_WHAT TO PRODUCE:_
Wherever a line of the listing holds the string "image", copy that line.

_INFORMATION SHOWN:_

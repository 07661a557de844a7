//! The authentication service: sign-in, sign-out, and session lookup.

use std::sync::Arc;

use chrono::{DateTime, Duration, Utc};
use eventi_core::auth::{
    generate_oauth_state, generate_session_token, safe_callback_path, tokens_match,
};
use eventi_db::entities::users;
use eventi_db::repositories::{NewAccount, NewUser};
use eventi_db::{AccountRepository, RepositoryError, SessionRepository, UserRepository};
use eventi_shared::{AuthConfig, Session, SessionUser};
use sea_orm::{DatabaseConnection, DbErr};
use tracing::{debug, info, warn};
use uuid::Uuid;

use super::{AuthError, GitHubProvider, IdentityProvider, ProviderProfile};

/// Longest session lifetime honoured, to keep expiry arithmetic in range.
const MAX_SESSION_SECS: u64 = 10 * 365 * 24 * 60 * 60;

/// A started sign-in: where to send the browser and what to remember.
#[derive(Debug, Clone, PartialEq, Eq)]
pub struct SignIn {
    /// Provider consent URL.
    pub authorization_url: String,
    /// CSRF `state` to store and compare on callback.
    pub state: String,
    /// Same-origin path to return to afterwards.
    pub callback_path: String,
}

/// A completed sign-in.
#[derive(Debug, Clone)]
pub struct SignedIn {
    /// Opaque session token for the cookie.
    pub session_token: String,
    /// Session expiry.
    pub expires: DateTime<Utc>,
    /// The signed-in user.
    pub user: users::Model,
    /// True when this sign-in created the user.
    pub is_new_user: bool,
}

/// Authentication service backed by database sessions.
pub struct Auth {
    config: AuthConfig,
    providers: Vec<Arc<dyn IdentityProvider>>,
    users: UserRepository,
    accounts: AccountRepository,
    sessions: SessionRepository,
}

impl Auth {
    /// Creates the service with the providers present in `config`.
    #[must_use]
    pub fn new(db: DatabaseConnection, config: AuthConfig) -> Self {
        let mut providers: Vec<Arc<dyn IdentityProvider>> = Vec::new();
        if let Some(github) = &config.github {
            providers.push(Arc::new(GitHubProvider::new(github)));
        }
        Self::with_providers(db, config, providers)
    }

    /// Creates the service with an explicit provider list.
    #[must_use]
    pub fn with_providers(
        db: DatabaseConnection,
        mut config: AuthConfig,
        providers: Vec<Arc<dyn IdentityProvider>>,
    ) -> Self {
        config.sign_in_path = normalize_sign_in_path(&config.sign_in_path);
        Self {
            config,
            providers,
            users: UserRepository::new(db.clone()),
            accounts: AccountRepository::new(db.clone()),
            sessions: SessionRepository::new(db),
        }
    }

    /// Returns the auth configuration.
    #[must_use]
    pub const fn config(&self) -> &AuthConfig {
        &self.config
    }

    /// Returns the configured providers in registration order.
    pub fn providers(&self) -> impl Iterator<Item = &dyn IdentityProvider> {
        self.providers.iter().map(|p| p.as_ref())
    }

    /// Looks up a provider by ID.
    ///
    /// # Errors
    ///
    /// Returns `AuthError::UnknownProvider` if it is not configured.
    pub fn provider(&self, id: &str) -> Result<&dyn IdentityProvider, AuthError> {
        self.providers()
            .find(|p| p.id() == id)
            .ok_or_else(|| AuthError::UnknownProvider(id.to_string()))
    }

    /// Returns the callback URL registered with a provider.
    #[must_use]
    pub fn redirect_uri(&self, provider_id: &str) -> String {
        format!(
            "{}/api/auth/callback/{provider_id}",
            self.config.base_url.trim_end_matches('/')
        )
    }

    /// Starts a sign-in with `provider_id`.
    ///
    /// # Errors
    ///
    /// Returns `AuthError::UnknownProvider` or `AuthError::SignIn`.
    pub fn sign_in(
        &self,
        provider_id: &str,
        callback_url: Option<&str>,
    ) -> Result<SignIn, AuthError> {
        let provider = self.provider(provider_id)?;
        let state = generate_oauth_state();
        let authorization_url =
            provider.authorization_url(&state, &self.redirect_uri(provider_id))?;

        Ok(SignIn {
            authorization_url,
            state,
            callback_path: safe_callback_path(callback_url, &self.config.base_url),
        })
    }

    /// Finishes a sign-in: checks `state`, exchanges the code, resolves the
    /// user, and opens a session.
    ///
    /// # Errors
    ///
    /// Returns `AuthError::InvalidState` when the state is missing or does not
    /// match, `AuthError::AccountNotLinked` when the email belongs to another
    /// user, provider errors from the exchange, or database errors.
    pub async fn complete_sign_in(
        &self,
        provider_id: &str,
        code: &str,
        returned_state: Option<&str>,
        expected_state: Option<&str>,
    ) -> Result<SignedIn, AuthError> {
        let provider = self.provider(provider_id)?;

        match (returned_state, expected_state) {
            (Some(returned), Some(expected)) if tokens_match(expected, returned) => {}
            _ => return Err(AuthError::InvalidState),
        }

        let profile = provider
            .exchange_code(code, &self.redirect_uri(provider_id))
            .await?;
        let (user, is_new_user) = self.resolve_user(provider_id, profile).await?;

        let session_token = generate_session_token();
        let expires = Utc::now() + self.max_age();
        self.sessions
            .create(user.id, &session_token, expires)
            .await?;

        info!(user_id = %user.id, provider = provider_id, is_new_user, "User signed in");

        Ok(SignedIn {
            session_token,
            expires,
            user,
            is_new_user,
        })
    }

    /// Ends a session. Unknown tokens are ignored.
    ///
    /// # Errors
    ///
    /// Returns an error if the database delete fails.
    pub async fn sign_out(&self, session_token: &str) -> Result<(), DbErr> {
        if self.sessions.delete(session_token).await? {
            info!("User signed out");
        }
        Ok(())
    }

    /// Resolves a session token, extending the session when it is due.
    ///
    /// # Errors
    ///
    /// Returns an error if the database query or update fails.
    pub async fn session(&self, session_token: &str) -> Result<Option<Session>, DbErr> {
        let Some((row, user)) = self.sessions.find_with_user(session_token).await? else {
            return Ok(None);
        };

        let now = Utc::now();
        let mut expires = row.expires.with_timezone(&Utc);

        // Refresh at most once per update age.
        if expires - self.max_age() + self.update_age() <= now {
            expires = now + self.max_age();
            self.sessions.update_expiry(session_token, expires).await?;
            debug!(user_id = %user.id, "Session extended");
        }

        Ok(Some(Session {
            user: SessionUser {
                id: user.id,
                name: user.name,
                email: user.email,
                image: user.image,
            },
            expires,
        }))
    }

    async fn resolve_user(
        &self,
        provider_id: &str,
        profile: ProviderProfile,
    ) -> Result<(users::Model, bool), AuthError> {
        if let Some(user) = self
            .accounts
            .find_user_by_account(provider_id, &profile.provider_account_id)
            .await?
        {
            return Ok((user, false));
        }

        if self.users.email_exists(&profile.email).await? {
            return Err(AuthError::AccountNotLinked);
        }

        let tokens = profile.tokens;
        let new_user = NewUser {
            email: profile.email,
            name: profile.name,
            image: profile.image,
            email_verified: profile.email_verified.then(Utc::now),
        };
        let account = NewAccount {
            user_id: Uuid::nil(),
            provider: provider_id.to_string(),
            provider_account_id: profile.provider_account_id,
            access_token: tokens.access_token,
            refresh_token: tokens.refresh_token,
            expires_at: tokens.expires_at,
            token_type: tokens.token_type,
            scope: tokens.scope,
            id_token: tokens.id_token,
        };

        match self.users.create_with_account(new_user, account).await {
            Ok((user, _)) => {
                info!(user_id = %user.id, provider = provider_id, "Created user");
                Ok((user, true))
            }
            // Lost a race with a concurrent sign-up for the same email.
            Err(RepositoryError::Conflict(_)) => Err(AuthError::AccountNotLinked),
            Err(e) => Err(e.into()),
        }
    }

    fn max_age(&self) -> Duration {
        seconds(self.config.session_max_age_secs)
    }

    fn update_age(&self) -> Duration {
        seconds(self.config.session_update_age_secs)
    }
}

fn seconds(secs: u64) -> Duration {
    // Bounded by MAX_SESSION_SECS, so the cast is lossless.
    #[allow(clippy::cast_possible_wrap)]
    Duration::seconds(secs.min(MAX_SESSION_SECS) as i64)
}

/// Gives the sign-in path one leading slash and no trailing one.
///
/// The root cannot be the sign-in page: it has to stay public while every
/// other path is gated, and the gate only matches prefixes.
fn normalize_sign_in_path(path: &str) -> String {
    let trimmed = path.trim().trim_matches('/');
    if trimmed.is_empty() {
        warn!(path = %path, "Unusable sign-in path, using /login");
        return "/login".to_string();
    }
    format!("/{trimmed}")
}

_RESPONSE TO THIS EXERCISE:_
                image: user.image,
            image: profile.image,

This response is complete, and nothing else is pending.